* WHAT YOU SHOULD DO:
Find each line in the records below that contains the word "struct", and copy it out.
########################################
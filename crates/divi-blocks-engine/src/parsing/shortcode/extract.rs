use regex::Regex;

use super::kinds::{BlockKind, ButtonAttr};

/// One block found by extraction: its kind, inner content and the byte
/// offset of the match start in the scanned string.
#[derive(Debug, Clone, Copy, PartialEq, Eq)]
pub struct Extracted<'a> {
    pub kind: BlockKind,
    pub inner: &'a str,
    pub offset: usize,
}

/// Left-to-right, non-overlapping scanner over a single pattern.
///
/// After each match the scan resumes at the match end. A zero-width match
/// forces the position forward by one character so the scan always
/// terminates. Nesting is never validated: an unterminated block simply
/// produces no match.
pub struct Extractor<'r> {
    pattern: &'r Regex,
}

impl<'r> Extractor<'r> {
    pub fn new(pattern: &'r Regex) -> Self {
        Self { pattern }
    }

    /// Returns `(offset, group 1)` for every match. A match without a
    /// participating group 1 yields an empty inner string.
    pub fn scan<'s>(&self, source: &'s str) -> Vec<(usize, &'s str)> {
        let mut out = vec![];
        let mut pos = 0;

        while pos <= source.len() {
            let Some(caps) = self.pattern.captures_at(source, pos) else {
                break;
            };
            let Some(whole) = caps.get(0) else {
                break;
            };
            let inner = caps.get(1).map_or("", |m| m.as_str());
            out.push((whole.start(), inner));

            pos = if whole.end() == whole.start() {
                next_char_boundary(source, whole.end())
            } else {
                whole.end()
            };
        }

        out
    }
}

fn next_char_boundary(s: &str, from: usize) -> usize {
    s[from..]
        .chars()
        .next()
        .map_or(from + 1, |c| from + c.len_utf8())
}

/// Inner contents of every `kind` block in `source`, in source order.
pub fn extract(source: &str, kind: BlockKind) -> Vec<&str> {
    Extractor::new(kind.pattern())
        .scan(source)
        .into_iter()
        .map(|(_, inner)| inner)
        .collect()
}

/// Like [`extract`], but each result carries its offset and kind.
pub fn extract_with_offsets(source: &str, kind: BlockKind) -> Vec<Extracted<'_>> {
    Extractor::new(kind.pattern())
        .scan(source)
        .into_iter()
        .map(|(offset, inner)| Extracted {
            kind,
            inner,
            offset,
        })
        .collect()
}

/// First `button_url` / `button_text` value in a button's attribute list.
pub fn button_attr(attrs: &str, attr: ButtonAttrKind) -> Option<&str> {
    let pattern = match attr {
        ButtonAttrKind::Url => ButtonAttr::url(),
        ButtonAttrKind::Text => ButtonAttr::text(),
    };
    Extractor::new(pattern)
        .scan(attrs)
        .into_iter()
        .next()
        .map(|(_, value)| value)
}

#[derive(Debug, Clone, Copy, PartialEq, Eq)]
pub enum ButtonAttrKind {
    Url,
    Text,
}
########################################
* EXERCISE SOLUTION:
pub struct Extracted<'a> {
pub struct Extractor<'r> {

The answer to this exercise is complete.